AWS Infrastructure Optimization and Database Migration in Real Estate

Intelliarts designed and implemented a robust AWS-powered infrastructure that enhanced model scalability and executed a seamless database migration in real estate, significantly improving data accuracy and management.

Intelliarts Success StoriesAWS Infrastructure Optimization and Database Migration in Real Estate

Structure

Solution Highlights About the Project Technology Solution Business Outcomes

Solution Highlights

Built scalable AWS infrastructure that handles 8 terabytes of data from 4 different providers
Successfully migrated to a new data provider to improve data accuracy
Retrained 150+ ML models using new, more accurate data sources
Aggregated 150+ reports into one, improving the efficiency of model performance evaluation

Maximize your infrastructure performance with AWS-certified engineers on board.

Consult our experts

About the Project

Customer:

Our customer (under NDA) is an innovative AI-driven real estate company, which grew from a small startup into a major player in the industry.

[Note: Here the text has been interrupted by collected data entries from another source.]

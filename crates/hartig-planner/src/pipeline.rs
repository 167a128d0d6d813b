//! A built operator tree together with the config it was built under.

use hartig_core::config::EngineConfig;
use hartig_core::hash::Hash256;
use hartig_core::triple::Triple;
use hartig_core::tuple::MappingTuple;
use hartig_operators::{ExplainNode, OpError, Operator, Plan};
use tracing::debug;

use crate::error::PlanError;

pub struct Pipeline {
    root: Plan,
    config: EngineConfig,
}

impl Pipeline {
    pub fn new(root: impl Into<Plan>, config: EngineConfig) -> Self {
        Self {
            root: root.into(),
            config,
        }
    }

    pub fn root(&self) -> &Plan {
        &self.root
    }

    pub fn config(&self) -> &EngineConfig {
        &self.config
    }

    pub fn execute(&self) -> Result<Vec<MappingTuple>, OpError> {
        self.root.execute()
    }

    /// Explain text using the configured indentation and prefix.
    pub fn explain(&self) -> String {
        self.root
            .explain(self.config.explain_indent, &self.config.explain_prefix)
    }

    pub fn explain_json(&self) -> ExplainNode {
        self.root.explain_json()
    }

    pub fn fingerprint(&self) -> Result<Hash256, PlanError> {
        Ok(self.explain_json().fingerprint()?)
    }

    /// Execute and keep the tuples whose `s`, `p`, `o` attributes form a
    /// valid triple. Other tuples are skipped.
    pub fn triples(&self, s: &str, p: &str, o: &str) -> Result<Vec<Triple>, OpError> {
        let rows = self.execute()?;
        let total = rows.len();
        let triples: Vec<Triple> = rows
            .iter()
            .filter_map(|t| Triple::from_tuple(t, s, p, o))
            .collect();
        debug!(root = self.root.name(), tuples = total, triples = triples.len(), "pipeline: triples");
        Ok(triples)
    }
}
//! Extend: add (or overwrite) one attribute computed by an expression.

use std::collections::BTreeSet;

use hartig_core::tuple::MappingTuple;
use hartig_expr::Expression;
use tracing::debug;

use crate::explain::{push_child, ExplainNode};
use crate::plan::Plan;
use crate::traits::{OpError, Operator};

pub struct ExtendOperator {
    parent: Box<Plan>,
    attribute: String,
    expression: Expression,
}

impl ExtendOperator {
    pub fn new(parent: impl Into<Plan>, attribute: impl Into<String>, expression: Expression) -> Self {
        Self {
            parent: Box::new(parent.into()),
            attribute: attribute.into(),
            expression,
        }
    }

    pub fn attribute(&self) -> &str {
        &self.attribute
    }

    pub fn expression(&self) -> &Expression {
        &self.expression
    }
}

impl Operator for ExtendOperator {
    fn name(&self) -> &'static str {
        "extend"
    }

    fn attributes(&self) -> BTreeSet<String> {
        let mut attrs = self.parent.attributes();
        attrs.insert(self.attribute.clone());
        attrs
    }

    fn execute(&self) -> Result<Vec<MappingTuple>, OpError> {
        let rows = self.parent.execute()?;
        let mut epsilons = 0usize;
        let out: Vec<MappingTuple> = rows
            .into_iter()
            .map(|t| {
                let binding = self.expression.evaluate(&t);
                if binding.is_epsilon() {
                    epsilons += 1;
                }
                t.with(self.attribute.as_str(), binding)
            })
            .collect();
        debug!(
            op = self.name(),
            attribute = %self.attribute,
            tuples = out.len(),
            epsilons,
            "done"
        );
        Ok(out)
    }

    fn explain_lines(&self) -> Vec<String> {
        let mut lines = vec![
            "Extend(".to_string(),
            format!("  attribute: {}", self.attribute),
            format!("  expression: {}", self.expression),
        ];
        push_child(&mut lines, "parent", self.parent.as_ref(), true);
        lines.push(")".to_string());
        lines
    }

    fn explain_json(&self) -> ExplainNode {
        ExplainNode::new("Extend")
            .with_parameter("new_attribute", self.attribute.as_str())
            .with_parameter("expression", self.expression.explain_json())
            .with_parent(self.parent.explain_json())
    }
}

#[cfg(test)]
mod tests {
    use super::*;
    use crate::source::json::JsonSourceOperator;
    use hartig_core::term::Iri;
    use hartig_core::value::Binding;
    use hartig_expr::Function;
    use serde_json::json;

    fn items() -> JsonSourceOperator {
        JsonSourceOperator::new(
            json!({"items": [{"id": "a"}, {"id": "b"}]}),
            "$.items[*]",
            [("id", "$.id")],
        )
        .unwrap()
    }

    #[test]
    fn adds_computed_attribute() {
        let ext = ExtendOperator::new(
            items(),
            "subject",
            Expression::call(
                Function::ToIri,
                vec![
                    Expression::reference("id"),
                    Expression::constant("http://example.org/"),
                ],
            ),
        );
        let rows = ext.execute().unwrap();
        assert_eq!(rows.len(), 2);
        assert_eq!(
            rows[1].get("subject"),
            Some(&Binding::bound(Iri::new("http://example.org/b")))
        );
        assert_eq!(rows[1].get("id"), Some(&Binding::bound("b")));
    }

    #[test]
    fn missing_reference_binds_epsilon() {
        let ext = ExtendOperator::new(items(), "x", Expression::reference("absent"));
        let rows = ext.execute().unwrap();
        assert_eq!(rows.len(), 2);
        assert!(rows.iter().all(|t| t.get("x") == Some(&Binding::Epsilon)));
    }

    #[test]
    fn existing_attribute_is_overwritten() {
        let ext = ExtendOperator::new(items(), "id", Expression::constant("z"));
        let rows = ext.execute().unwrap();
        assert!(rows.iter().all(|t| t.get("id") == Some(&Binding::bound("z"))));
        assert!(rows.iter().all(|t| t.len() == 1));
    }

    #[test]
    fn explain_nests_parent() {
        let ext = ExtendOperator::new(items(), "x", Expression::reference("id"));
        let text = ext.explain(0, "");
        assert!(text.starts_with("Extend(\n  attribute: x\n  expression: Ref(id)\n  └─ parent:\n      Source("));
        let j = ext.explain_json().to_value().unwrap();
        assert_eq!(j["type"], "Extend");
        assert_eq!(j["parameters"]["new_attribute"], "x");
        assert_eq!(j["parameters"]["expression"]["type"], "Reference");
        assert_eq!(j["parent"]["type"], "Source");
        assert_eq!(ext.attributes().into_iter().collect::<Vec<_>>(), vec!["id", "x"]);
    }
}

By leveraging analytics, data filtering, and predictive modeling, the company forecasts market trends and generates over $7 million quarterly in machine learning (ML) services. Their success is powered by substantial investments in data, with an annual spend of $700,000 on data providers.

Our partnership with this customer started in June, 2022 when we successfully implemented three machine learning models tailored to their needs:

Realtor model to predict the likelihood of a property being sold within the next few months
Discount model to assess whether the predicted discount on a property is underestimated or overestimated
Investor model to predict the relevance of property for the investor market

Challenges & Project Goals:

After the three models were put into production, our partner reached out with a request for automation and further model enhancement. Specifically, they wanted to:

Optimize infrastructure: Streamline the management of a vast array of project data, files, codebases, and models to ensure operational efficiency
Enhance data accuracy: Transfer to new data providers to improve accuracy of the data used in their predictive models
Improve model visibility: With over 150 models in production generating separate results, manually evaluating these reports each month had become unmanageable. The customer asked for a solution to consolidate and better visualize model predictions for quicker, more effective decision-making.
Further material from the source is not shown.